Could Papua New Guinea’s second gas project get the green light in 2025? In an exclusive interview with Business Advantage PNG, Arnaud Berthet, Managing Director of TotalEnergies EP PNG, outlines the Papua LNG project timeline and the activities left to complete on the road to FID.
A final investment decision (FID) on the Papua LNG project is likely in the next 12 months, according to TotalEnergies EP PNG Managing Director Arnaud Berthet.
“A lot of activities need to be performed, but these were presented to the authorities last week and it is doable, so we are very confident in delivering FID within 2025,” Berthet said in a wide-ranging interview with Business Advantage PNG.
Papua New Guinea’s second gas project was expected to reach an FID in early 2024, but it was postponed in April because of what Berthet called an “absolutely unacceptable” level of capital expenditure proposed by engineering, procurement and construction (EPC) contractors.
As a result, TotalEnergies and its joint venture partners are preparing to reopen bidding to a larger group of contractors, with offers expected in the second quarter of 2025.
Berthet said this would reflect the growing number of qualified EPC contractors for oil and gas projects – particularly in Asia.
“We have found that the quality gap that we had some decades ago no longer exists,” he said, adding that “the more competitors we have, the more we will have the capability to bring the price down.”
“Papua LNG is perfectly located to serve the Asian markets, [being] a short distance from Japan, China and South Korea.”
Early works on hold
Berthet confirmed that early works were paused in September after “more than two years”, a move he said was necessary in order to focus on immediate priorities.
“In September, we decided to focus on another aspect which is critical for the re-bid phase, which is geotechnical and geophysical campaigns both onshore and offshore to assess the quality of the soil,” he said.
This will give more comfort to the contractors designing the foundations of the project’s gas conditioning plant in Gulf Province.
“Typically, if you don’t give them proper and rigorous data, they will make huge provisions on the earthworks,” says Berthet. “This provision will then be reflected in the cost of the offers we receive, which we definitely want to avoid.”
Securing buyers and finance
According to Berthet, TotalEnergies is focusing on four simultaneous “workstreams” in its bid to achieve FID in 2025 – of which design optimisation and the re-bid phase is one.
Securing buyers for the 5.6 million tonnes per year of LNG that the project is expected to produce is a second workstream – with Southeast Asia as the target market.
“This is one of the main advantages of this project. It’s perfectly located to serve the Asian markets, [being] a short distance from Japan, China and South Korea,” Berthet said.
“We can offer our customers very good prices from within a country [PNG] which has proven to be effective in delivering gas to these customers.”
Additionally, the project will need financing, which Berthet confirmed will come from a combination of debt and equity.
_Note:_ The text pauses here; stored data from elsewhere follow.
impl<K: Codec> Session<K> {
    /// Dials the server's control port.
    ///
    /// On success the session is in `VersionChecking`.
    pub async fn connect_with_codec(config: SessionConfig, codec: K) -> Result<Self, SessionError> {
        tracing::info!(
            host = %config.host,
            port = config.control_port,
            player = %config.player,
            "connecting"
        );
        let control = TcpConnection::connect(&config.host, config.control_port).await?;

        let mut session = Self {
            config,
            codec,
            state: SessionState::Connecting,
            control,
            frames: None,
            roster: Roster::new(0, &[]),
            current: None,
            listener: None,
        };
        session.transition(SessionState::VersionChecking);
        Ok(session)
    }

    pub fn state(&self) -> SessionState {
        self.state
    }

    pub fn config(&self) -> &SessionConfig {
        &self.config
    }

    /// Players registered for the next match.
    pub fn roster(&self) -> &Roster {
        &self.roster
    }

    /// The match being loaded or played, if any.
    pub fn current_match(&self) -> Option<&Match> {
        self.current.as_ref()
    }

    /// The frame channel, from login until [`close`](Self::close).
    pub fn frame_channel(&self) -> Option<&UdpConnection> {
        self.frames.as_deref()
    }

    // -----------------------------------------------------------------------
    // Steps
    // -----------------------------------------------------------------------

    /// Announces our version and waits for the server's verdict.
    ///
    /// Returns `false` if the server rejected it. The session is then
    /// `Rejected` and both channels are closed.
    pub async fn check_version(&mut self) -> Result<bool, SessionError> {
        self.expect_state(SessionState::VersionChecking, "check the version")?;
        let result = self.exchange_versions().await;
        self.close_on_error(result).await
    }

    async fn exchange_versions(&mut self) -> Result<bool, SessionError> {
        let announce = Message::VersionAnnounce {
            version: self.config.version.clone(),
        };
        self.send(&announce).await?;

        match self.receive().await? {
            Message::VersionAck { version, accepted: true } => {
                tracing::info!(server_version = %version, "version accepted");
                self.transition(SessionState::LoggingIn);
                Ok(true)
            }
            Message::VersionAck { version, accepted: false } => {
                tracing::warn!(
                    local = %self.config.version,
                    server_version = %version,
                    "version rejected"
                );
                self.reject().await;
                Ok(false)
            }
            other => Err(ProtocolError::unexpected("VersionAck", &other).into()),
        }
    }

    /// Logs in as the configured player and opens the frame channel.
    ///
    /// A non-OK status leaves the session `Rejected` with both channels
    /// closed, and is returned as [`SessionError::LoginRejected`].
    pub async fn log_in(&mut self) -> Result<LogInResult, SessionError> {
        self.expect_state(SessionState::LoggingIn, "log in")?;
        let result = self.exchange_login().await;
        self.close_on_error(result).await
    }

    async fn exchange_login(&mut self) -> Result<LogInResult, SessionError> {
        let request = Message::LogInRequest {
            player: self.config.player,
            requested_udp_port: self.config.frame_port,
        };
        self.send(&request).await?;

        let result = match self.receive().await? {
            Message::LogInResult(result) => result,
            other => return Err(ProtocolError::unexpected("LogInResult", &other).into()),
        };

        if !result.status.is_ok() {
            tracing::warn!(player = %self.config.player, status = %result.status, "login rejected");
            self.reject().await;
            return Err(SessionError::LoginRejected(result.status));
        }

        let frames = UdpConnection::bind(
            self.config.frame_port,
            &self.config.host,
            result.server_udp_port,
        )
        .await?;
        self.frames = Some(Arc::new(frames));

        let required = usize::try_from(result.required_players).unwrap_or(usize::MAX);
        self.roster = Roster::new(required, &result.registered_players);
        if self.roster.len() < result.registered_players.len() {
            tracing::warn!(
                registered = result.registered_players.len(),
                kept = self.roster.len(),
                "dropped duplicate or surplus registered players"
            );
        }

        tracing::info!(
            player = %self.config.player,
            server_udp_port = result.server_udp_port,
            required = result.required_players,
            registered = self.roster.len(),
            "logged in"
        );
        self.transition(SessionState::WaitingForPlayers);
        Ok(result)
    }

    /// Tracks players joining and leaving until the roster is complete,
    /// then waits for the server to load the match.
    ///
    /// A `MatchLoad` that arrives while players are still missing is a
    /// protocol violation.
    pub async fn wait_for_match(&mut self) -> Result<MatchLoad, SessionError> {
        self.expect_state(SessionState::WaitingForPlayers, "wait for a match")?;
        let result = self.await_match_load().await;
        self.close_on_error(result).await
    }

    async fn await_match_load(&mut self) -> Result<MatchLoad, SessionError> {
        loop {
            let message = self.receive().await?;
            match message {
                Message::PlayerConnectionEvent { joined, player } => {
                    match self.roster.apply(joined, player) {
                        RosterChange::Joined | RosterChange::Left => {
                            tracing::info!(
                                %player,
                                joined,
                                players = self.roster.len(),
                                required = self.roster.required(),
                                "roster changed"
                            );
                        }
                        change => {
                            tracing::warn!(%player, joined, ?change, "ignored connection event");
                        }
                    }
                }
                Message::MatchLoad(load) if self.roster.is_complete() => {
                    tracing::info!(
                        width = load.map.width,
                        height = load.map.height,
                        starts_in_ms = load.milliseconds_to_start,
                        "match loaded"
                    );
                    self.transition(SessionState::LoadingMatch);
                    return Ok(load);
                }
                other => {
                    let expected = if self.roster.is_complete() {
                        "MatchLoad"
                    } else {
                        "PlayerConnectionEvent"
                    };
                    return Err(ProtocolError::unexpected(expected, &other).into());
                }
            }
        }
    }

    /// Builds the match, starts listening for its frames, and holds back
    /// until the match starts.
    ///
    /// Frames that arrive during the pre-match delay are applied; only
    /// local actions wait.
    pub async fn load_match<H: FrameHandler>(
        &mut self,
        load: MatchLoad,
        handler: H,
    ) -> Result<Match, SessionError> {
        self.expect_state(SessionState::LoadingMatch, "load a match")?;
        let frames = match &self.frames {
            Some(frames) => Arc::clone(frames),
            None => {
                return Err(SessionError::InvalidState {
                    operation: "load a match without a frame channel",
                    state: self.state,
                });
            }
        };

        let game = Match::new(load.map);
        let listener = FrameListener::new(frames, self.codec.clone(), game.clone(), handler);
        self.listener = Some(listener.spawn());
        self.current = Some(game.clone());

        let delay = Duration::from_millis(u64::from(load.milliseconds_to_start));
        if !delay.is_zero() {
            tracing::debug!(?delay, "waiting for match start");
            tokio::time::sleep(delay).await;
        }

        self.transition(SessionState::InMatch);
        Ok(game)
    }

    /// Sends actions until the match finishes, then goes back to waiting
    /// for players.
    ///
    /// The frame listener has always stopped by the time this returns,
    /// whether the match ended normally or not.
    pub async fn play<S: ActionSource>(&mut self, input: &mut S) -> Result<MatchSummary, SessionError> {
        self.expect_state(SessionState::InMatch, "play")?;
        let result = self.run_match(input).await;
        self.close_on_error(result).await
    }

    async fn run_match<S: ActionSource>(&mut self, input: &mut S) -> Result<MatchSummary, SessionError> {
        let (Some(game), Some(listener)) = (self.current.take(), self.listener.take()) else {
            return Err(SessionError::InvalidState {
                operation: "play without a loaded match",
                state: self.state,
            });
        };

        // If this future is dropped mid-match, the guard finishes the match
        // and dropping `listener` aborts its task.
        let _finish = FinishOnDrop(game.clone());

        let emitted = ActionEmitter::new(&self.control, &self.codec, &game)
            .run(input)
            .await;
        if emitted.is_err() {
            // Stops the listener too.
            game.finish();
        }

        let listened = match listener.join().await {
            Err(MatchError::TaskFailed(reason)) => Err(SessionError::ListenerPanicked(reason)),
            other => other.map_err(SessionError::from),
        };

        let actions_sent = emitted?;
        let state = listened?;
        tracing::info!(
            frame_id = state.frame_id,
            frames_applied = state.frames_applied,
            frames_stale = state.frames_stale,
            actions_sent,
            "match over"
        );

        self.transition(SessionState::WaitingForPlayers);
        Ok(MatchSummary { state, actions_sent })
    }

    /// Runs the whole protocol: version check, login, then matches until
    /// the server goes away.
    ///
    /// `handlers` is called once per match to build the frame handler
    /// that decides when that match ends.
    pub async fn run<S, H, F>(&mut self, input: &mut S, mut handlers: F) -> Result<SessionOutcome, SessionError>
    where
        S: ActionSource,
        H: FrameHandler,
        F: FnMut() -> H,
    {
        if !self.check_version().await? {
            return Ok(SessionOutcome::VersionRejected);
        }

        match self.log_in().await {
            Ok(_) => {}
            Err(SessionError::LoginRejected(status)) => {
                return Ok(SessionOutcome::LoginRejected(status));
            }
            Err(e) => return Err(e),
        }

        let mut matches_played = 0;
        loop {
            let load = match self.wait_for_match().await {
                Ok(load) => load,
                Err(SessionError::Transport(TransportError::ConnectionClosed(reason))) => {
                    tracing::info!(%reason, matches_played, "server closed the session");
                    return Ok(SessionOutcome::ServerClosed { matches_played });
                }
                Err(e) => return Err(e),
            };
            self.load_match(load, handlers()).await?;
            self.play(input).await?;
            matches_played += 1;
        }
    }

    /// Closes both channels and stops any running frame listener.
    ///
    /// A rejected session stays `Rejected`; anything else becomes `Closed`.
    pub async fn close(&mut self) {
        if let Some(game) = self.current.take() {
            game.finish();
        }
        if let Some(listener) = self.listener.take() {
            if let Err(e) = listener.join().await {
                tracing::debug!(error = %e, "frame listener ended with an error during close");
            }
        }

        if let Err(e) = self.control.close().await {
            tracing::debug!(error = %e, "closing control channel");
        }
        // The listener has stopped, so this is the last reference and the
        // frame port is released here.
        if let Some(frames) = self.frames.take() {
            if let Err(e) = frames.close().await {
                tracing::debug!(error = %e, "closing frame channel");
            }
        }

        if self.state != SessionState::Rejected && self.state != SessionState::Closed {
            self.transition(SessionState::Closed);
        }
    }

    // -----------------------------------------------------------------------
    // Helpers
    // -----------------------------------------------------------------------

    fn expect_state(&self, expected: SessionState, operation: &'static str) -> Result<(), SessionError> {
        if self.state == expected {
            Ok(())
        } else {
            Err(SessionError::InvalidState {
                operation,
                state: self.state,
            })
        }
    }

    fn transition(&mut self, next: SessionState) {
        tracing::info!(from = %self.state, to = %next, "session state changed");
        self.state = next;
    }

    async fn reject(&mut self) {
        self.transition(SessionState::Rejected);
        self.close().await;
    }

    async fn close_on_error<T>(&mut self, result: Result<T, SessionError>) -> Result<T, SessionError> {
        if let Err(e) = &result {
            // A rejection has already closed the session.
            if !self.state.is_terminal() {
                tracing::error!(state = %self.state, error = %e, "session failed");
                self.close().await;
            }
        }
        result
    }

    async fn send(&self, message: &Message) -> Result<(), SessionError> {
        let bytes = self.codec.encode(message)?;
        self.control.send(&bytes).await?;
        tracing::debug!(kind = message.kind(), "sent");
        Ok(())
    }

    async fn receive(&self) -> Result<Message, SessionError> {
        let Some(data) = self.control.recv().await? else {
            return Err(TransportError::ConnectionClosed(format!(
                "control channel closed by {}",
                self.control.peer_addr()
            ))
            .into());
        };
        let message: Message = self.codec.decode(&data)?;
        tracing::debug!(kind = message.kind(), state = %self.state, "received");
        Ok(message)
    }
}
He noted that Papua LNG will be fully compliant with the International Finance Corporation’s Sustainability Framework, including a commitment to the highest standards of environmental and social performance.
“We are now considering other opportunities for the landowner company to be more embedded in the project.”
Sharing the benefits with PNG
The fourth workstream is obtaining a Petroleum Development Licence. This will itself require the completion of four different processes: an environmental permit, involving the Conservation & Environment Protection Authority (CEPA) and other relevant bodies; the development scheme, which requires approval from the Ministry of Petroleum; a national content plan, which Berthet said had been unchanged since its approval in September 2023; and the development forum, which will map out a benefit-sharing agreement with landowners.
Jerilai Pujari Holding Limited (JPHL), the landowner company TotalEnergies is supporting, has already signed joint ventures with other local companies, covering the provision of security, camp management, equipment rental and labour, Berthet noted.
“We are now considering other opportunities for the landowner company to be more embedded in the project,” he said.
Berthet said TotalEnergies was not sitting around waiting for FID to interact with communities, and he noted that the firm had already spent money on building schools, providing water tanks and delivering health programs.
“It’s our responsibility as operator of the Papua LNG project to build trust and confidence with these local communities. Ultimately, they are hosting us, so we owe them this positive impact,” he said.
Papua LNG in brief
Papua LNG is a liquefied natural gas (LNG) project led by TotalEnergies, with a 37.55 per cent interest, and including ExxonMobil (37.04 per cent), Santos (22.83 per cent) and JX Nippon (2.58 per cent).
The estimated US$10 billion project will effectively involve two parts. Upstream, Total Energies will build nine production wells, a water injection well, a carbon dioxide reinjection well and a gas processing plant. A 320 km pipeline will then bring the processed gas to ExxonMobil’s LNG plant outside Port Moresby, where it will be processed for shipment by up to three new electrical LNG trains. The project will have an LNG export volume of 5.6 million tonnes per year.
As Papua New Guinea’s state nominee, Kumul Petroleum Holdings and the Mineral Resources Development Company have an option to take up to 22.5 per cent interest in Papua LNG, which it is expected to formally exercise at the time of a final investment decision.